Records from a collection
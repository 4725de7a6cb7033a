use crate::multiplexer::Line;
use crate::sync::Mutex;
use std::collections::VecDeque;
use std::fmt::{self, Debug};
use std::io::{Result, Write};

/// Output sink that writes lines in production order, whatever order they are
/// handed in.
///
/// When several workers drain one [`Multiplexer`](crate::Multiplexer), a
/// worker holding line 7 may reach the sink before the worker holding line 6.
/// The sequencer writes a line as soon as every line before it has been
/// written and holds it back otherwise, so the output is exactly what a single
/// worker would have produced.
///
/// Each line is written followed by `\n`.
///
/// ```
/// use rrmux::{Multiplexer, Sequencer};
/// use std::io::Cursor;
///
/// let mux = Multiplexer::new(vec![Cursor::new("a1\n"), Cursor::new("b1\n")]);
/// let first = mux.next_line().unwrap();
/// let second = mux.next_line().unwrap();
///
/// let sequencer = Sequencer::new(Vec::new());
/// sequencer.commit(second).unwrap();
/// assert_eq!(sequencer.pending(), 1);
/// sequencer.commit(first).unwrap();
/// assert_eq!(sequencer.written(), 2);
/// assert_eq!(sequencer.into_inner(), b"a1\nb1\n");
/// ```
pub struct Sequencer<W> {
    inner: Mutex<Inner<W>>,
}

#[cfg(test)]
struct _Test
where
    Sequencer<std::io::BufWriter<std::fs::File>>: Send + Sync;

struct Inner<W> {
    sink: W,
    /// Number of lines written to the sink.
    written: u64,
    /// Lines after the last written one, indexed by `seq - written`. A slot
    /// is `None` until its line is committed.
    pending: VecDeque<Option<String>>,
}

impl<W: Write> Sequencer<W> {
    pub fn new(sink: W) -> Self {
        Sequencer {
            inner: Mutex::new(Inner {
                sink,
                written: 0,
                pending: VecDeque::new(),
            }),
        }
    }

    /// Hands over one line.
    ///
    /// Writes it, along with any held-back lines it unblocks, if it is the
    /// next line due; otherwise holds it until the lines before it arrive.
    ///
    /// # Panics
    ///
    /// Panics if a line with the same sequence number was already committed.
    pub fn commit(&self, line: Line) -> Result<()> {
        let inner = &mut *self.inner.lock();
        let seq = line.seq;
        *inner.get(seq) = Some(line.into_text());

        // A line leaves `pending` only once the sink has accepted it, so a
        // failed write is retried by the next commit.
        while let Some(Some(text)) = inner.pending.front() {
            writeln!(inner.sink, "{}", text)?;
            inner.pending.pop_front();
            inner.written += 1;
        }
        Ok(())
    }

    pub fn flush(&self) -> Result<()> {
        self.inner.lock().sink.flush()
    }

    /// Number of lines written to the sink so far.
    pub fn written(&self) -> u64 {
        self.inner.lock().written
    }

    /// Number of committed lines held back waiting for an earlier line.
    pub fn pending(&self) -> usize {
        let inner = self.inner.lock();
        inner.pending.iter().filter(|slot| slot.is_some()).count()
    }

    pub fn into_inner(self) -> W {
        self.inner.into_inner().sink
    }
}

impl<W> Inner<W> {
    fn get(&mut self, seq: u64) -> &mut Option<String> {
        assert!(seq >= self.written, "line {} committed twice", seq);
        let offset = (seq - self.written) as usize;

        if offset >= self.pending.len() {
            self.pending.resize_with(offset + 1, || None);
        }

        let slot = &mut self.pending[offset];
        assert!(slot.is_none(), "line {} committed twice", seq);
        slot
    }
}

impl<W> Debug for Sequencer<W> {
    fn fmt(&self, formatter: &mut fmt::Formatter) -> fmt::Result {
        let inner = self.inner.lock();
        formatter
            .debug_struct("Sequencer")
            .field("written", &inner.written)
            .field("pending", &inner.pending.len())
            .finish()
    }
}
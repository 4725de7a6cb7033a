#[path = "source.rs"]
mod source;

use crate::error::{Error, Result};
use crate::sync::{Condvar, Mutex};
use log::{debug, info, warn};
use std::fmt::{self, Debug};
use std::fs::File;
use std::io::{BufRead, BufReader};
use std::path::Path;
use std::sync::atomic::{AtomicBool, Ordering};
use std::thread;

use self::source::Source;

/// Round-robin reader over a fixed, ordered set of line sources.
///
/// Sources are visited in index order: the next line of source 0, then the
/// next line of source 1, and so on, wrapping back to the lowest index. A
/// source that reaches end-of-stream is retired and loses its slot in every
/// later round. Once every source is retired the multiplexer is exhausted and
/// all further calls report [`Outcome::Done`].
///
/// The multiplexer is `Sync` whenever the reader type is `Send`, so any
/// number of threads may pull from it at once. The order in which lines are
/// produced is decided by the shared cursor alone and does not depend on
/// which thread asks.
///
/// # Single reader
///
/// ```
/// use rrmux::Multiplexer;
/// use std::io::Cursor;
///
/// let mux = Multiplexer::new(vec![
///     Cursor::new("a1\na2\na3\n"),
///     Cursor::new("b1\n"),
///     Cursor::new("c1\nc2\n"),
/// ]);
///
/// let lines: Vec<String> = mux.lines().map(|line| line.into_text()).collect();
/// assert_eq!(lines, ["a1", "b1", "c1", "a2", "c2", "a3"]);
/// assert!(mux.is_done());
/// ```
///
/// # Many workers
///
/// Every produced line carries a sequence number. Workers that hand their
/// lines to a shared [`Sequencer`](crate::Sequencer) get exactly the output a
/// single worker would have written.
///
/// ```
/// use rrmux::{Multiplexer, Outcome, Sequencer};
/// use std::io::Cursor;
///
/// let mux = Multiplexer::new(vec![Cursor::new("a1\na2\n"), Cursor::new("b1\n")]);
/// let sequencer = Sequencer::new(Vec::new());
///
/// rayon::scope(|scope| {
///     for _ in 0..4 {
///         scope.spawn(|_| loop {
///             match mux.try_next() {
///                 Outcome::Line(line) => sequencer.commit(line).unwrap(),
///                 Outcome::Skip => {}
///                 Outcome::Done | Outcome::Cancelled => return,
///             }
///         });
///     }
/// });
///
/// assert_eq!(sequencer.into_inner(), b"a1\nb1\na2\n");
/// ```
pub struct Multiplexer<R> {
    state: Mutex<State<R>>,
    changed: Condvar,
    /// Mirror of `State::exhausted` for lock-free polling. Only ever written
    /// while the state lock is held.
    exhausted: AtomicBool,
    len: usize,
}

#[cfg(test)]
struct _Test
where
    Multiplexer<BufReader<File>>: Send + Sync;

struct State<R> {
    sources: Vec<Source<R>>,
    /// Index of the source to be read next.
    turn: usize,
    /// Number of sources not yet retired.
    live: usize,
    exhausted: bool,
    cancelled: bool,
    /// A caller has checked out `sources[turn]` and is reading from it.
    reading: bool,
    /// Number of lines produced so far; the next line's sequence number.
    produced: u64,
}

/// Result of one [`Multiplexer::try_next`] call.
#[derive(Debug, PartialEq, Eq)]
pub enum Outcome {
    /// The source whose turn it was produced a line.
    Line(Line),
    /// The source whose turn it was had nothing left and has been retired.
    /// Poll again.
    Skip,
    /// Every source has been retired.
    Done,
    /// [`Multiplexer::cancel`] was called before all sources were retired.
    Cancelled,
}

/// A line produced by a [`Multiplexer`].
///
/// Fields are read-only; writing to them will not compile.
#[readonly::make]
#[derive(Clone, Debug, PartialEq, Eq)]
pub struct Line {
    /// Index of the source the line was read from.
    pub source: usize,
    /// Position of this line in the multiplexer's output, starting at 0 and
    /// increasing by 1 for every line produced, whichever source it came
    /// from.
    pub seq: u64,
    /// Line content without its terminator.
    pub text: String,
}

impl Line {
    /// Takes the line content.
    pub fn into_text(self) -> String {
        self.text
    }
}

/// Point-in-time view of one source, from [`Multiplexer::status`].
#[derive(Clone, Debug, PartialEq, Eq)]
pub struct SourceStatus {
    pub index: usize,
    /// File path for sources opened by [`Multiplexer::open`], otherwise
    /// `source #<index>`.
    pub label: String,
    pub lines: u64,
    pub retired: bool,
}

impl<R> Multiplexer<R> {
    /// Makes a multiplexer over already-open readers, in the given order.
    pub fn new(readers: Vec<R>) -> Self {
        let sources = readers
            .into_iter()
            .enumerate()
            .map(|(index, reader)| Source::new(format!("source #{}", index), reader))
            .collect();
        Self::from_sources(sources)
    }

    fn from_sources(sources: Vec<Source<R>>) -> Self {
        let len = sources.len();
        let exhausted = len == 0;
        Multiplexer {
            state: Mutex::new(State {
                sources,
                turn: 0,
                live: len,
                exhausted,
                cancelled: false,
                reading: false,
                produced: 0,
            }),
            changed: Condvar::new(),
            exhausted: AtomicBool::new(exhausted),
            len,
        }
    }

    /// Number of sources, retired or not.
    pub fn len(&self) -> usize {
        self.len
    }

    pub fn is_empty(&self) -> bool {
        self.len == 0
    }

    /// Whether every source has been retired.
    ///
    /// This call does not block. Once it returns true it returns true forever.
    pub fn is_done(&self) -> bool {
        self.exhausted.load(Ordering::Acquire)
    }

    /// Stops the multiplexer.
    ///
    /// Every caller waiting in [`try_next`](Self::try_next), and every later
    /// call, gets [`Outcome::Cancelled`] unless the sources were already
    /// exhausted. A read already in progress still completes and its line is
    /// delivered to the caller that started it.
    pub fn cancel(&self) {
        let mut state = self.state.lock();
        if !state.cancelled {
            state.cancelled = true;
            debug!("multiplexer cancelled after {} lines", state.produced);
        }
        drop(state);
        self.changed.notify_all();
    }

    pub fn is_cancelled(&self) -> bool {
        self.state.lock().cancelled
    }

    /// Snapshot of every source's progress.
    pub fn status(&self) -> Vec<SourceStatus> {
        let state = self.state.lock();
        state
            .sources
            .iter()
            .enumerate()
            .map(|(index, source)| SourceStatus {
                index,
                label: source.label.clone(),
                lines: source.lines,
                retired: source.retired,
            })
            .collect()
    }

    fn publish(&self, state: &State<R>) {
        if state.exhausted {
            self.exhausted.store(true, Ordering::Release);
        }
    }
}

impl Multiplexer<BufReader<File>> {
    /// Opens every path for reading, in order.
    ///
    /// Fails without producing a multiplexer if any path cannot be opened.
    pub fn open<I, P>(paths: I) -> Result<Self>
    where
        I: IntoIterator<Item = P>,
        P: AsRef<Path>,
    {
        let mut sources = Vec::new();
        for path in paths {
            let path = path.as_ref();
            let file = File::open(path).map_err(|source| Error::Open {
                path: path.to_owned(),
                source,
            })?;
            sources.push(Source::new(
                path.display().to_string(),
                BufReader::new(file),
            ));
        }
        debug!("opened {} sources", sources.len());
        Ok(Self::from_sources(sources))
    }
}

impl<R: BufRead> Multiplexer<R> {
    /// Reads the next line from the source whose turn it is.
    ///
    /// Blocks only while another caller is in the middle of reading; the lock
    /// is not held during the read itself. A source at end-of-stream costs
    /// exactly one call, which returns [`Outcome::Skip`]. A read error is
    /// handled the same way as end-of-stream: the source is retired and the
    /// error is logged, not returned.
    pub fn try_next(&self) -> Outcome {
        let mut state = self.state.lock();
        loop {
            if state.exhausted {
                return Outcome::Done;
            }
            if state.cancelled {
                return Outcome::Cancelled;
            }
            if !state.reading {
                break;
            }
            state = self.changed.wait(state);
        }

        let index = state.turn;
        let mut reader = state.sources[index]
            .claim()
            .expect("reader of a live source is checked in while no read is in flight");
        state.reading = true;
        drop(state);

        let claim = Claim { mux: self, index };
        let read = source::read_line(&mut reader);

        let mut state = self.state.lock();
        state.reading = false;
        state.sources[index].restore(reader);
        let outcome = match read {
            Ok(Some(text)) => Outcome::Line(state.produce(index, text)),
            Ok(None) => {
                state.retire(index);
                Outcome::Skip
            }
            Err(err) => {
                warn!(
                    "retiring {} after read error: {}",
                    state.sources[index].label, err,
                );
                state.retire(index);
                Outcome::Skip
            }
        };
        self.publish(&state);
        drop(state);
        drop(claim);
        self.changed.notify_all();
        outcome
    }

    /// Waits for the next line, passing over retired sources.
    ///
    /// Returns `None` once the multiplexer is exhausted or cancelled.
    pub fn next_line(&self) -> Option<Line> {
        loop {
            match self.try_next() {
                Outcome::Line(line) => return Some(line),
                Outcome::Skip => {}
                Outcome::Done | Outcome::Cancelled => return None,
            }
        }
    }

    /// Iterator over [`next_line`](Self::next_line).
    pub fn lines(&self) -> Lines<R> {
        Lines { mux: self }
    }
}

impl<R> Debug for Multiplexer<R> {
    fn fmt(&self, formatter: &mut fmt::Formatter) -> fmt::Result {
        let state = self.state.lock();
        formatter
            .debug_struct("Multiplexer")
            .field("sources", &state.sources.len())
            .field("turn", &state.turn)
            .field("live", &state.live)
            .field("produced", &state.produced)
            .field("exhausted", &state.exhausted)
            .finish()
    }
}

/// Iterator returned by [`Multiplexer::lines`].
pub struct Lines<'a, R> {
    mux: &'a Multiplexer<R>,
}

impl<'a, R: BufRead> Iterator for Lines<'a, R> {
    type Item = Line;

    fn next(&mut self) -> Option<Line> {
        self.mux.next_line()
    }
}

impl<R> State<R> {
    fn produce(&mut self, index: usize, text: String) -> Line {
        let seq = self.produced;
        self.produced += 1;
        self.sources[index].lines += 1;
        self.turn = self.next_live(index);
        Line {
            source: index,
            seq,
            text,
        }
    }

    fn retire(&mut self, index: usize) {
        let source = &mut self.sources[index];
        if source.retired {
            return;
        }
        source.retired = true;
        debug!("retired {} after {} lines", source.label, source.lines);

        self.live -= 1;
        if self.live == 0 {
            self.exhausted = true;
            info!(
                "all {} sources exhausted after {} lines",
                self.sources.len(),
                self.produced,
            );
        } else {
            self.turn = self.next_live(index);
        }
    }

    /// First non-retired index after `from`, wrapping around.
    fn next_live(&self, from: usize) -> usize {
        let len = self.sources.len();
        (1..=len)
            .map(|step| (from + step) % len)
            .find(|&index| !self.sources[index].retired)
            .unwrap_or(from)
    }
}

/// Outstanding read of one source. If the read panics, the source is retired
/// so that other callers are not left waiting on a read that never settles.
struct Claim<'a, R> {
    mux: &'a Multiplexer<R>,
    index: usize,
}

impl<'a, R> Drop for Claim<'a, R> {
    fn drop(&mut self) {
        if !thread::panicking() {
            return;
        }
        let mut state = self.mux.state.lock();
        state.reading = false;
        state.retire(self.index);
        self.mux.publish(&state);
        drop(state);
        self.mux.changed.notify_all();
    }
}
use std::sync::{Condvar as StdCondvar, Mutex as StdMutex, MutexGuard, PoisonError};

/// Non-poisoning mutex.
pub(crate) struct Mutex<T: ?Sized> {
    std: StdMutex<T>,
}

impl<T> Mutex<T> {
    pub(crate) fn new(value: T) -> Self {
        Mutex {
            std: StdMutex::new(value),
        }
    }

    pub(crate) fn into_inner(self) -> T {
        self.std.into_inner().unwrap_or_else(PoisonError::into_inner)
    }
}

impl<T: ?Sized> Mutex<T> {
    pub(crate) fn lock(&self) -> MutexGuard<T> {
        self.std.lock().unwrap_or_else(PoisonError::into_inner)
    }
}

/// Condition variable paired with the non-poisoning mutex above.
pub(crate) struct Condvar {
    std: StdCondvar,
}

impl Condvar {
    pub(crate) fn new() -> Self {
        Condvar {
            std: StdCondvar::new(),
        }
    }

    pub(crate) fn wait<'a, T>(&self, guard: MutexGuard<'a, T>) -> MutexGuard<'a, T> {
        self.std.wait(guard).unwrap_or_else(PoisonError::into_inner)
    }

    pub(crate) fn notify_all(&self) {
        self.std.notify_all();
    }
}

Your task
The task calls for all lines in the entries that hold "progress".

Exercise answer
    /// exhausted. A read already in progress still completes and its line is
    /// Snapshot of every source's progress.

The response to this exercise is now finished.